EA: No, I wasn’t nervous at all. No. I wasn’t worried about being imprisoned, in fact, I wasn’t nervous – but I was perhaps a little sad because everything that I had read and learned about conditions prevailing there, I knew that I was leaving the free world and I knew that my life there would be rather cut off, which indeed it was. I also was looking forward to it just simply because I knew that it would be a challenge. I felt it was a very extraordinary opportunity. I remember one of the dinners in Vienna which I attended, I think it was a dinner given by the Ambassador, probably, but in any case, the New York Times correspondent who had been covering Eastern Europe for quite a number of years, he was a veteran correspondent, one of the very best that the New York Times had had in that part of the world, Mike Handler, was his name, M. S. Handler (I believe that he is now almost retired), but in any case, he was a very knowledgeable person and he told me a good bit about Bulgaria and that part of the world, more than I had learned, you might say, in some of my briefings. And he ended up by telling me that he really envied me, that he thought that I was going to the most interesting part of Europe. Because, he said, Bulgaria is the last unspoiled country in Europe. And I wasn't quite sure what he meant by unspoiled, but I think I came to understand it better after I had been in Bulgaria for awhile, because in a sense Bulgaria was at that time still a developing country. It was not only a poor country but it simply hadn't really emerged quite into the twentieth century. Some people told me that Sofia was like a provincial Russian capital and I suppose in a way it was. It certainly was quite different than any place that I had ever been before.

JM: Were you and John alone, or did you have any staff members with you?

EA: No, we went alone. John and I went alone. It so happened, I remember, that one of the people to see us off in Vienna was someone I had known in Minnesota. He was the agricultural attaché in Vienna at that time, Norris Ellertson was his name. He had been a member of Governor Freeman's staff and I had known him here when he was, I believe, first connected with the cooperative movement. He saw us off in Vienna. But the fact that we were going on the military plane, I suppose added to my feelings of slight mystery about the whole trip.

We arrived in Sofia, I think it must have been around noon, and the entire legation staff of Americans was at the airport to greet us. It was a small staff. I think there were only about seventeen Americans there. There were about twenty-three Bulgarians, maybe twenty-one Bulgarians on the staff at that time, but the Bulgarians were not there at the airport, excepting for the driver of my car, Stefan Bonev. The legation officials were all lined up in protocol rank. I said the other day, I think, that protocol was decided on the basis of seniority.

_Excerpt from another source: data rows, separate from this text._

use catheat::{parse_color, Color32, Colormap, HeatmapError, Palette};

fn close(a: Color32, b: Color32) -> bool {
    let d = |x: u8, y: u8| (x as i16 - y as i16).abs() <= 1;
    d(a.r(), b.r()) && d(a.g(), b.g()) && d(a.b(), b.b())
}

#[test]
fn default_palette_is_hls() {
    assert_eq!(Palette::default(), Palette::Named("hls".to_string()));
}

#[test]
fn hls_first_color_matches_reference() {
    let colors = Palette::default().generate(1).unwrap();
    assert!(close(colors[0], Color32::from_rgb(219, 95, 87)), "{:?}", colors[0]);
}

#[test]
fn hls_colors_are_distinct() {
    let colors = Palette::default().generate(6).unwrap();
    assert_eq!(colors.len(), 6);
    for i in 0..colors.len() {
        for j in (i + 1)..colors.len() {
            assert_ne!(colors[i], colors[j]);
        }
    }
}

#[test]
fn zero_colors_is_empty() {
    assert!(Palette::from("tab10").generate(0).unwrap().is_empty());
    assert!(Palette::Colors(vec![]).generate(0).unwrap().is_empty());
}

#[test]
fn qualitative_palettes_cycle() {
    let colors = Palette::from("tab10").generate(12).unwrap();
    assert_eq!(colors.len(), 12);
    assert_eq!(colors[10], colors[0]);
    assert_eq!(colors[0], parse_color("#1f77b4").unwrap());
}

#[test]
fn names_are_case_insensitive() {
    let a = Palette::from("Viridis").generate(3).unwrap();
    let b = Palette::from("viridis").generate(3).unwrap();
    assert_eq!(a, b);
}

#[test]
fn colormap_names_skip_endpoints() {
    let one = Palette::from("viridis").generate(1).unwrap();
    assert_eq!(one, vec![parse_color("#21918c").unwrap()]);

    let three = Palette::from("viridis").generate(3).unwrap();
    assert_eq!(
        three,
        vec![
            parse_color("#3b528b").unwrap(),
            parse_color("#21918c").unwrap(),
            parse_color("#5ec962").unwrap(),
        ]
    );
    assert!(!three.contains(&parse_color("#440154").unwrap()));
    assert!(!three.contains(&parse_color("#fde725").unwrap()));
}

#[test]
fn interior_samples_split_the_map_evenly() {
    let cmap = Colormap::from_list(&[Color32::from_rgb(0, 0, 0), Color32::from_rgb(240, 120, 60)])
        .unwrap();
    assert!(cmap.sample_interior(0).is_empty());
    assert_eq!(
        cmap.sample_interior(2),
        vec![Color32::from_rgb(80, 40, 20), Color32::from_rgb(160, 80, 40)]
    );
}

#[test]
fn explicit_colormaps_keep_endpoints() {
    let cmap = Colormap::builtin("viridis").unwrap();
    let colors = Palette::Colormap(cmap).generate(2).unwrap();
    assert_eq!(colors[0], parse_color("#440154").unwrap());
    assert_eq!(colors[1], parse_color("#fde725").unwrap());
}

#[test]
fn single_sample_takes_colormap_start() {
    let cmap = Colormap::from_list(&[Color32::RED, Color32::BLUE]).unwrap();
    assert_eq!(cmap.sample_n(1), vec![Color32::RED]);
}

#[test]
fn colormap_interpolates_linearly() {
    let cmap = Colormap::from_list(&[Color32::from_rgb(0, 0, 0), Color32::from_rgb(200, 100, 50)])
        .unwrap();
    assert_eq!(cmap.sample(0.5), Color32::from_rgb(100, 50, 25));
    assert_eq!(cmap.sample(-1.0), Color32::from_rgb(0, 0, 0));
    assert_eq!(cmap.sample(2.0), Color32::from_rgb(200, 100, 50));
    let colors = Palette::Colormap(cmap).generate(3).unwrap();
    assert_eq!(colors[1], Color32::from_rgb(100, 50, 25));
}

#[test]
fn colormap_needs_a_stop() {
    assert!(matches!(
        Colormap::from_list(&[]),
        Err(HeatmapError::EmptyColormap)
    ));
    assert!(Colormap::builtin("magma").is_some());
    assert!(Colormap::builtin("nope").is_none());
}

#[test]
fn color_lists_must_be_long_enough() {
    let err = Palette::Colors(vec![Color32::RED]).generate(2).unwrap_err();
    assert!(matches!(
        err,
        HeatmapError::NotEnoughColors {
            needed: 2,
            provided: 1
        }
    ));
}

#[test]
fn long_color_lists_are_truncated() {
    let list = vec![Color32::RED, Color32::GREEN, Color32::BLUE];
    let colors = Palette::Colors(list).generate(2).unwrap();
    assert_eq!(colors, vec![Color32::RED, Color32::GREEN]);
}

#[test]
fn unknown_palette_lists_supported_names() {
    let err = Palette::from("nonsense").generate(3).unwrap_err();
    let msg = err.to_string();
    assert!(msg.contains("nonsense"));
    assert!(msg.contains("tab10"));
    assert!(msg.contains("viridis"));
}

This is true so far as ambassadors are concerned, or the chiefs-of-mission, but within an organization, within a

28 mission or within a country, rank is what determines the protocol rating. It's a person's standing in the hierarchy, their importance, so to speak, or their class within the system. It's really most undemocratic a system.

JM: How had all this staff been appointed before you came?

EA: They were mostly career people, you see. In fact, they were all career people. And it was very interesting to me, of course, having had the experience in Denmark, I was prepared better for it in Bulgaria, but once again I found that the deputy chief-of-mission had been acting as the charge d'affaires between the departure of my predecessor and my arrival. My predecessor, I might say, in Bulgaria was a man named Edward Page, everybody called him Eddy Page. He was a career minister who was rather somewhat older than I and he had been there for a number of years, apparently had been quite unhappy there. The man who was in charge during this interim period was a man named Charles Stefan. He was a career officer who had had a number of years in Latin America.

He also, I would say, was of the old school. And I felt that our ideas were not at all on the same wave-length. We had a different approach to diplomacy. I also found that he had taken the same prerogative about my husband's rank, diplomatic rank, which Mr. Sparks had assumed in Denmark. But this time I was prepared.